Posts Tagged ‘The Highly Selective Dictionary for the Extraodinarily Literate’

I’ve Changed My Mind!

July 26, 2017

I have never actually encountered this word before and according to the difficulty index, few English speakers likely know this word.  Following weeks of negotiations, imagine our surprise at the abrupt, 11th-hour volte-face.

volte-face

\ volt-fahs, vohlt-; French vawltuhfas \, noun;

  1.  a turnabout, especially a reversal of opinion or policy.
  2.  a complete change of one’s attitude toward something.

Sources: www.dictionary.com and The Highly Selective Dictionary for the Extraordinarily Literate by Eugene Ehrlich.

Let’s Not Quibble!

July 3, 2017

When I think back to last April’s NCAA tournament, we can pettifog over the lineups and player rotations all you want, but ultimately, the Spartans lost to the Jayhawks because Michigan State wasn’t hitting their shots down the final stretch.

pettifog

\ pet-ee-fog, -fawg \, verb;

  1. to bicker or quibble over trifles or unimportant matters.
  2. to carry on a petty, shifty, or unethical law business.
  3. to practice chicanery of any sort.

Source: The Highly Selective Dictionary for the Extraordinarily Literate by Eugene Ehrlich and http://www.dictionary.com

Spruce Things Up a Bit!

June 13, 2017

Many an owner will go to great lengths to titivate their home before putting the house on the market in the hopes of further enticing a buyer.

titivate

\ tituh-veyt \, verb;

  1. spruce up
  2. adorn
  3. put the finishing touches to

Source: The Highly Selective Dictionary for the Extraordinarily Literate by Eugene Ehrlich.

A Shrewish Wife!

May 3, 2017

When one thinks of a quarrelsome or nagging wife, one name (word) immediately comes to mind . . . Shakespeare was wise to use the word “shrew” instead (The Taming of the Shrew).

Xanthippe or Xantippe

\ zan-tip-ee \, noun;

  1. the wife of Socrates
  2. a scolding or ill-tempered wife; a shrewish woman

Source: The Highly Selective Dicationary for the Extraordinarily Literate by Eugene Ehrlich.

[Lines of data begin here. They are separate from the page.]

mod commands;
mod subcmd_movies;

use core::any::Any;
use std::{ops::Deref, path::PathBuf, str::FromStr};

use movie_catalog_client::{
    errors::Result,
    query_state::{QueryDefaults, DEFAULT_LIMIT},
    CatalogClient, Error,
};

pub trait CommandExecutor {
    fn execute(self, params: Box<dyn Any>) -> Result<Box<dyn crate::display::Displayable>>;
}

/// Recover the parameters a parent command handed down to a sub-command
fn downcast_params<T: 'static>(params: Box<dyn Any>) -> Result<T> {
    params
        .downcast::<T>()
        .map(|b| *b)
        .map_err(|_| Error::Generic("Unexpected command parameters".to_owned()))
}

#[derive(Clone, Debug, clap::Args)]
pub struct CliGlobalArgs {
    /// Use the specified directory for the genre cache instead of the default one.
    #[arg(
        short, long,
        default_value_t,
        value_hint = clap::ValueHint::DirPath,
        global = true
    )]
    pub datadir: DataDir,
}

#[derive(Clone, Debug, clap::Args)]
pub struct CatalogGlobalArgs {
    /// Set the URL of the movie catalog API.
    #[arg(
        long,
        value_hint = clap::ValueHint::Url,
        env = "MOVIE_API_URL",
        default_value = "http://localhost:3000",
        global = true
    )]
    pub api_url: String,
    /// Set the default number of movies per page, when the query does not specify one.
    #[arg(
        short, long,
        env = "MOVIE_PAGE_LIMIT",
        default_value_t = DEFAULT_LIMIT,
        value_parser = clap::value_parser!(u32).range(1..),
        global = true
    )]
    pub limit: u32,
}
impl CatalogGlobalArgs {
    pub fn query_defaults(&self) -> QueryDefaults {
        QueryDefaults {
            limit: self.limit,
            ..Default::default()
        }
    }

    pub fn client(&self) -> CatalogClient {
        CatalogClient::new(self.api_url.clone(), None)
    }
}

#[derive(Clone, Debug, clap::Parser)]
/// The Movie Finder CLI
///
/// movie-finder browses a movie catalog: search by title, filter by genre,
/// walk through the pages of results and display movie cards.
#[command(author= option_env ! ("CARGO_PKG_AUTHORS").unwrap_or(""), version = option_env ! ("CARGO_PKG_VERSION").unwrap_or("unknown"), about, long_about = None)]
pub struct CliParser {
    #[clap(next_help_heading = Some("Global options"))]
    #[command(flatten)]
    pub gargs: CliGlobalArgs,
    #[command(flatten)]
    pub catalog_gargs: CatalogGlobalArgs,
    #[command(subcommand)]
    /// Top level cli sub-commands.
    pub cmd: commands::Command,
}

impl CliParser {
    pub fn execute(self) -> Result<Box<dyn crate::display::Displayable>> {
        let cmd = self.cmd;
        let params = Box::new((self.gargs, self.catalog_gargs));
        cmd.execute(params)
    }
}

#[derive(Debug, Clone)]
pub struct DataDir(PathBuf);
impl Default for DataDir {
    fn default() -> Self {
        let mut home_path: PathBuf = dirs_next::home_dir().unwrap_or_default();
        home_path.push(".movie-finder");
        Self(home_path)
    }
}
impl core::fmt::Display for DataDir {
    fn fmt(&self, f: &mut core::fmt::Formatter<'_>) -> core::fmt::Result {
        write!(f, "{}", self.0.display())
    }
}
impl FromStr for DataDir {
    type Err = String;

    fn from_str(s: &str) -> core::result::Result<Self, Self::Err> {
        Ok(Self(PathBuf::from_str(s).map_err(|e| e.to_string())?))
    }
}
impl Deref for DataDir {
    type Target = PathBuf;

    fn deref(&self) -> &Self::Target {
        &self.0
    }
}
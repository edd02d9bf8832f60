use std::sync::Arc;

use super::Blocker;

use crate::{
    async_client::{AuthSession, AuthToken, FetchOptions, GenreCache, HttpResponse, HttpTransport},
    errors::Result,
    query_state::QueryState,
    ListingPage, MovieDetails, MovieResults, MovieSummary,
};

#[derive(Debug, Clone)]
pub struct CatalogClient {
    inner: crate::async_client::CatalogClient,
    blocker: &'static Blocker,
}

macro_rules! impl_blocking {
    ($fn_name:ident(& $self:ident $(,$a:ident : $t:ty)*) -> $ret:ty) => {
        pub fn $fn_name(& $self $(,$a : $t)*) -> $ret {
            $self.blocker.block_on($self.inner.$fn_name($($a),*))
        }
    };
}

impl CatalogClient {
    pub fn new(catalog_api_url: String, token: Option<AuthToken>) -> Self {
        Self {
            inner: crate::async_client::CatalogClient::new(catalog_api_url, token),
            blocker: super::blocker(),
        }
    }

    pub fn with_transport(
        catalog_api_url: String,
        token: Option<AuthToken>,
        transport: Arc<dyn HttpTransport>,
    ) -> Self {
        Self {
            inner: crate::async_client::CatalogClient::with_transport(
                catalog_api_url,
                token,
                transport,
            ),
            blocker: super::blocker(),
        }
    }

    pub fn catalog_api_url(&self) -> &str {
        self.inner.catalog_api_url()
    }

    pub fn session(&self) -> &AuthSession {
        self.inner.session()
    }

    impl_blocking!(get_token(&self, force_refresh: bool) -> Result<AuthToken>);
    impl_blocking!(authenticated_fetch(&self, path: &str, options: FetchOptions) -> Result<HttpResponse>);

    ////////////////////////
    //       Movies       //
    ////////////////////////
    impl_blocking!(list_movies(&self, query: &QueryState) -> Result<ListingPage<MovieSummary>>);
    impl_blocking!(list_movies_with_count(&self, query: &QueryState) -> Result<MovieResults>);
    impl_blocking!(get_movie(&self, movie_id: &str) -> Result<MovieDetails>);

    ////////////////////////
    //       Genres       //
    ////////////////////////
    impl_blocking!(list_genres(&self) -> Result<Vec<String>>);

    pub fn list_genres_cached<C: GenreCache>(&self, cache: &mut C) -> Result<Vec<String>> {
        self.blocker.block_on(self.inner.list_genres_cached(cache))
    }
}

Repudiate or Request Earnestly?!

April 11, 2017

Here are a couple of uncommon words that, while similarly spelled, mean totally different things.  For example (from The Highly Selective Dictionary for the Extraordinarily Literate): “My attorney advised me to abjure any further action that could be construed as harassment of my ex-wife,” and “The judge testily adjured the witness to speak before the jury only in response to questions put to her by her attorneys.”

abjure

\ ab-joo r, jur \, verb;

1.  to renounce, repudiate, or retract, especially with formal solemnity; recant
2.  to renounce or give up under oath; forswear
3.  to avoid or shun.
While . . .

adjure

uhjoo r \, verb
1.  to charge, bind, or command earnestly and solemnly, often under oath or the threat of a penalty.
2.  to entreat or request earnestly or solemnly.
Source: http://www.dictionary.com, and The Highly Selective Dictionary for the Extraordinarily Literate by Eugene Ehrlich.

Threatening!

February 28, 2017

“Some held knives, scalpels, syringes, objects he could not recognize tho their minatory nature was all too apparent.” (Usage example courtesy of fatLingo.com)

minatory

minuh-tawr-ee, -tohr-ee \, adjective;

  1.  menacing; threatening.

    Some additional synonyms might include the following: abusive, blustering, bulldozing, comminatory, fear-inspiring, hectoring, intimidating, menacing, ominous, terrorizing, and threatful.

Source: http://www.dictionary.com

Some Puns Are Intended!

January 31, 2017

I’ve long used paronomasia as a form of humor which has elicited many a groan over the years.

paronomasia

\ par-uh-noh-mey-zhuh, -zhee-uh, -zee-uh \, noun;

Rhetoric
1.  the use of a word in different senses or the use of words similar in sound to achieve a specific effect, as humor or a dual meaning; punning
2.  a pun

Source: The Highly Selective Dictionary for the Extraordinarily Literate by Eugene Ehrlich.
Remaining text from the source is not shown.